Al Falasi says she is regularly approached to work on campaigns for Dubai’s ruler and the Abu Dhabi government; her manager declines to say whether payment is offered, or whether influencers are simply obliged to participate. “They’re very selective,” Al Falasi says. “There can’t be the slightest blemish on your reputation. If they try with you once and you fail, they don’t come back.”

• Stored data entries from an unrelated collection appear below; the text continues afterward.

use std::{
    fs, io,
    path::Path,
};
use tracing::{debug, info, warn};
use walkdir::WalkDir;

use crate::catalog::{self, CatalogEntry};
use crate::error::{EngineError, Result};
use crate::library::{find_installed, refresh_cache, save_descriptor, ModDescriptor};
use crate::package;
use crate::store::{self, derive_id, ModStore, Scope};
use crate::transport;
use crate::update::ReleaseInfo;

/// Built-in curated packs: a pack names titles, not ids, because its members
/// may not be installed yet.
pub const MOD_PACKS: &[(&str, &[&str])] = &[
    (
        "Vanilla+",
        &["WebfishingPlus", "SprintToggle", "QuickGamble", "BorderlessFix", "SaveCanvas"],
    ),
    (
        "Quality of Life",
        &[
            "WebfishingPlus",
            "SprintToggle",
            "QuickGamble",
            "BorderlessFix",
            "SaveCanvas",
            "EventAlert",
            "Automasher",
        ],
    ),
    (
        "Accessibility",
        &["Automasher", "EventAlert", "SprintToggle", "LegibleChat", "BionicFisher"],
    ),
    (
        "Fishing Enthusiast",
        &["Fishing+", "BionicFisher", "Lure", "MidiStrummer"],
    ),
    (
        "Visual Enhancements",
        &["BorderlessFix", "SaveCanvas", "WebfishingRichPresence"],
    ),
];

pub fn pack_titles(name: &str) -> Option<&'static [&'static str]> {
    MOD_PACKS
        .iter()
        .find(|(pack, _)| pack.eq_ignore_ascii_case(name))
        .map(|(_, titles)| *titles)
}

#[derive(Debug, Clone, PartialEq, Eq)]
pub enum ToggleOutcome {
    Changed,
    /// The mod was already in the requested state; reported, not an error.
    NoOp,
}

#[derive(Debug, Default)]
pub struct BatchReport {
    pub succeeded: Vec<String>,
    pub failed: Vec<(String, String)>,
}

impl BatchReport {
    pub fn record(&mut self, label: &str, result: Result<()>) {
        match result {
            Ok(()) => self.succeeded.push(label.to_string()),
            Err(err) => self.failed.push((label.to_string(), err.to_string())),
        }
    }
}

#[derive(Debug)]
pub struct PackReport {
    pub pack: String,
    pub disabled: usize,
    pub members: BatchReport,
}

/// Mirrors a mod's owning-store directory into the game's plugin directory by
/// wholesale replacement: the destination is deleted if present, then copied
/// in full, so an enabled mod's game copy is always an exact image of its
/// store copy.
pub fn sync_to_game(store: &ModStore, game_path: &Path, descriptor: &ModDescriptor) -> Result<()> {
    let source = store.mod_dir(&descriptor.id, descriptor.scope());
    if !source.exists() {
        return Err(EngineError::NotInstalled(descriptor.id.clone()));
    }
    let dest = store::game_mod_dir(game_path, &descriptor.id);
    mirror_dir(&source, &dest).map_err(|source| EngineError::Sync {
        id: descriptor.id.clone(),
        game_dir: dest.clone(),
        source,
    })?;
    debug!(id = %descriptor.id, "synchronized into game directory");
    Ok(())
}

pub fn remove_from_game(game_path: &Path, id: &str) -> io::Result<bool> {
    let dest = store::game_mod_dir(game_path, id);
    if !dest.exists() {
        return Ok(false);
    }
    fs::remove_dir_all(&dest)?;
    Ok(true)
}

/// Installs a catalog entry from its already-downloaded, already-extracted
/// package directory. Conflict rules: a third-party occupant of the id blocks
/// the install outright; a managed occupant is replaced (implicit update).
pub fn install_extracted(
    store: &ModStore,
    data_dir: &Path,
    game_path: &Path,
    extracted: &Path,
    entry: &CatalogEntry,
    release: Option<&ReleaseInfo>,
) -> Result<ModDescriptor> {
    let (manifest_path, manifest) = package::locate_and_read(extracted)?;
    let id = derive_id(manifest.id.as_deref(), Some(&entry.title))?;

    if store.mod_exists(&id, Scope::ThirdParty) {
        return Err(EngineError::Conflict {
            id,
            existing: Scope::ThirdParty,
        });
    }
    let dest = store.mod_dir(&id, Scope::Managed);
    if dest.exists() {
        info!(%id, "replacing managed mod with fresh install");
        fs::remove_dir_all(&dest)?;
        let _ = remove_from_game(game_path, &id);
    }

    let payload = manifest_path.parent().unwrap_or(extracted);
    move_dir(payload, &dest)?;

    let version = match manifest.version.as_deref() {
        Some(version) => version.to_string(),
        None => release
            .map(|release| release.version.clone())
            .unwrap_or_else(|| "Unknown".to_string()),
    };
    let descriptor = ModDescriptor {
        id: id.clone(),
        title: entry.title.clone(),
        author: entry
            .author
            .clone()
            .unwrap_or_else(|| manifest.author()),
        description: entry
            .description
            .clone()
            .unwrap_or_else(|| manifest.description()),
        version,
        enabled: true,
        third_party: false,
        published_at: release.and_then(|release| release.published_at.clone()),
        download: Some(entry.download.clone()),
    };
    save_descriptor(&dest, &descriptor)?;
    sync_to_game(store, game_path, &descriptor)?;
    refresh_cache(store, data_dir);
    info!(%id, version = %descriptor.version, "installed mod");
    Ok(descriptor)
}

/// Full install: fetch the package over the transport, then hand the
/// extracted tree to `install_extracted`. Staging is cleaned up on every
/// path; a failed download may leave artifacts under the temp root for
/// manual cleanup, never under the stores.
pub fn install(
    store: &ModStore,
    data_dir: &Path,
    game_path: &Path,
    entry: &CatalogEntry,
    release: Option<&ReleaseInfo>,
) -> Result<ModDescriptor> {
    let guard = transport::fetch_package(&entry.download, data_dir, "install")?;
    let extracted = transport::extracted_root(&guard);
    install_extracted(store, data_dir, game_path, &extracted, entry, release)
}

/// Sequential batch install. One mod's failure is recorded and the batch
/// continues; there is no cross-mod rollback.
pub fn install_many(
    store: &ModStore,
    data_dir: &Path,
    game_path: &Path,
    entries: &[CatalogEntry],
) -> BatchReport {
    let mut report = BatchReport::default();
    for entry in entries {
        let release = crate::update::query_release(&entry.download).ok();
        let result = install(store, data_dir, game_path, entry, release.as_ref())
            .map(|_| ());
        if let Err(err) = &result {
            warn!(title = %entry.title, "install failed: {err}");
        }
        report.record(&entry.title, result);
    }
    report
}

/// Imports an arbitrary package zip into the third-party subtree. The id
/// conflict check is symmetric: an occupant in either scope blocks the
/// import, and the caller must uninstall it first.
pub fn import_package(
    store: &ModStore,
    data_dir: &Path,
    game_path: &Path,
    archive: &Path,
) -> Result<ModDescriptor> {
    let staging = transport::staging_dir(data_dir, "import")?;
    let guard = transport::StagingGuard::new(staging);
    transport::extract_zip(archive, guard.path())?;

    let (manifest_path, manifest) = package::locate_and_read(guard.path())?;
    let id = derive_id(manifest.id.as_deref(), manifest.name.as_deref())?;

    if let Some(existing) = store.scope_of(&id) {
        return Err(EngineError::Conflict { id, existing });
    }

    let dest = store.mod_dir(&id, Scope::ThirdParty);
    let payload = manifest_path.parent().unwrap_or_else(|| guard.path());
    move_dir(payload, &dest)?;

    let descriptor = ModDescriptor {
        id: id.clone(),
        title: manifest.title(),
        author: manifest.author(),
        description: manifest.description(),
        version: manifest.version(),
        enabled: true,
        third_party: true,
        published_at: None,
        download: None,
    };
    save_descriptor(&dest, &descriptor)?;
    sync_to_game(store, game_path, &descriptor)?;
    refresh_cache(store, data_dir);
    info!(%id, "imported third-party mod");
    Ok(descriptor)
}

/// Marks a mod enabled and materializes it into the game directory. The
/// descriptor is persisted before the copy, so a copy failure surfaces as
/// `Sync` divergence rather than silently rolling the flag back.
pub fn enable(
    store: &ModStore,
    data_dir: &Path,
    game_path: &Path,
    id: &str,
) -> Result<ToggleOutcome> {
    let mut descriptor =
        find_installed(store, id)?.ok_or_else(|| EngineError::NotInstalled(id.to_string()))?;
    if descriptor.enabled {
        return Ok(ToggleOutcome::NoOp);
    }
    descriptor.enabled = true;
    save_descriptor(&store.mod_dir(id, descriptor.scope()), &descriptor)?;
    let synced = sync_to_game(store, game_path, &descriptor);
    refresh_cache(store, data_dir);
    synced?;
    info!(%id, "enabled mod");
    Ok(ToggleOutcome::Changed)
}

/// Marks a mod disabled and removes its game-directory copy. A removal
/// failure after the flag is persisted is reported as partial.
pub fn disable(
    store: &ModStore,
    data_dir: &Path,
    game_path: &Path,
    id: &str,
) -> Result<ToggleOutcome> {
    let mut descriptor =
        find_installed(store, id)?.ok_or_else(|| EngineError::NotInstalled(id.to_string()))?;
    if !descriptor.enabled {
        return Ok(ToggleOutcome::NoOp);
    }
    descriptor.enabled = false;
    save_descriptor(&store.mod_dir(id, descriptor.scope()), &descriptor)?;
    let removed = remove_from_game(game_path, id);
    refresh_cache(store, data_dir);
    if let Err(source) = removed {
        return Err(EngineError::PartialRemoval {
            id: id.to_string(),
            game_dir: store::game_mod_dir(game_path, id),
            source,
        });
    }
    info!(%id, "disabled mod");
    Ok(ToggleOutcome::Changed)
}

/// Removes a mod from its owning store and from the game directory. Either
/// copy being absent already is fine; a store copy removed while the game
/// copy is stuck (say, locked by a running game) is a partial removal, not a
/// success.
pub fn uninstall(store: &ModStore, data_dir: &Path, game_path: &Path, id: &str) -> Result<()> {
    let mut found = false;
    for scope in [Scope::Managed, Scope::ThirdParty] {
        let dir = store.mod_dir(id, scope);
        if dir.exists() {
            found = true;
            fs::remove_dir_all(&dir)?;
        }
    }
    let game_dir = store::game_mod_dir(game_path, id);
    let game_result = if game_dir.exists() {
        found = true;
        fs::remove_dir_all(&game_dir)
    } else {
        Ok(())
    };
    refresh_cache(store, data_dir);

    if !found {
        return Err(EngineError::NotInstalled(id.to_string()));
    }
    if let Err(source) = game_result {
        return Err(EngineError::PartialRemoval {
            id: id.to_string(),
            game_dir,
            source,
        });
    }
    info!(%id, "uninstalled mod");
    Ok(())
}

/// Applies a curated pack: every installed mod is disabled first, then each
/// pack member is enabled by title, installing it from the catalog when it is
/// not present locally. No atomicity — a mid-batch failure leaves the pack
/// partially applied, and the report says which members landed.
pub fn apply_pack(
    store: &ModStore,
    data_dir: &Path,
    game_path: &Path,
    pack_name: &str,
    titles: &[&str],
    catalog_entries: &[CatalogEntry],
) -> PackReport {
    let mut disabled = 0;
    for descriptor in crate::library::installed_mods(store) {
        match disable(store, data_dir, game_path, &descriptor.id) {
            Ok(ToggleOutcome::Changed) => disabled += 1,
            Ok(ToggleOutcome::NoOp) => {}
            Err(err) => warn!(id = %descriptor.id, "pack disable failed: {err}"),
        }
    }

    let mut members = BatchReport::default();
    let installed = crate::library::installed_mods(store);
    for title in titles {
        let result = enable_by_title(
            store,
            data_dir,
            game_path,
            title,
            &installed,
            catalog_entries,
        );
        members.record(title, result);
    }

    PackReport {
        pack: pack_name.to_string(),
        disabled,
        members,
    }
}

fn enable_by_title(
    store: &ModStore,
    data_dir: &Path,
    game_path: &Path,
    title: &str,
    installed: &[ModDescriptor],
    catalog_entries: &[CatalogEntry],
) -> Result<()> {
    if let Some(descriptor) = installed
        .iter()
        .find(|descriptor| descriptor.title.eq_ignore_ascii_case(title))
    {
        enable(store, data_dir, game_path, &descriptor.id)?;
        return Ok(());
    }
    let entry = catalog::find_by_title(catalog_entries, title)
        .ok_or_else(|| EngineError::NotInCatalog(title.to_string()))?;
    let release = crate::update::query_release(&entry.download).ok();
    install(store, data_dir, game_path, entry, release.as_ref())?;
    Ok(())
}

/// Destination becomes a complete, exact copy of source: delete-if-exists,
/// then full directory copy. No incremental merging.
fn mirror_dir(source: &Path, dest: &Path) -> io::Result<()> {
    if dest.exists() {
        fs::remove_dir_all(dest)?;
    }
    copy_dir_recursive(source, dest)
}

pub fn copy_dir_recursive(source: &Path, dest: &Path) -> io::Result<()> {
    for entry in WalkDir::new(source).follow_links(false) {
        let entry = entry.map_err(io::Error::other)?;
        let rel = entry
            .path()
            .strip_prefix(source)
            .map_err(io::Error::other)?;
        let target = dest.join(rel);
        if entry.file_type().is_dir() {
            fs::create_dir_all(&target)?;
        } else {
            if let Some(parent) = target.parent() {
                fs::create_dir_all(parent)?;
            }
            fs::copy(entry.path(), &target)?;
        }
    }
    Ok(())
}

/// Move a directory, falling back to copy-and-delete when the rename crosses
/// filesystems.
fn move_dir(source: &Path, dest: &Path) -> io::Result<()> {
    if let Some(parent) = dest.parent() {
        fs::create_dir_all(parent)?;
    }
    match fs::rename(source, dest) {
        Ok(()) => Ok(()),
        Err(_) => {
            copy_dir_recursive(source, dest)?;
            fs::remove_dir_all(source)
        }
    }
}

The campaigns Al Falasi has worked on promoted handwashing during the pandemic, and the “10 million meals campaign”, to feed families in need. Although neither was overtly political, the message was one of reassurance: in a world where there is only the drive towards prosperity, nothing can go wrong, even for residents impoverished by the pandemic. The use of influencers, combined with strict controls on social media, keeps communication flowing in one direction only: from government to people, with no forum for debate. Self-censorship is rife, and “online reputation management” companies proliferate, allowing clients to scour the web for negative comments and expunge them, leaving only polished perfection behind.

Citizens are sometimes invited to participate in government initiatives – but only on the leadership’s terms. During the recent “World’s Coolest Winter” campaign, promoted by Sheikh Mohammed bin Rashid al-Maktoum himself, residents were encouraged to share videos of their winter activities in order to drive up tourism – with cash prizes on offer worth almost £10,000. The campaign also featured videos of sweeping vistas of the UAE, its beaches, mosques, mountains and deserts, filmed by a company that worked with the New Media Academy, an institution in Dubai set up with the explicit aim of training a new generation of social media experts and influencers. Its founder? Dubai ruler Sheikh Mohammed bin Rashid al-Maktoum.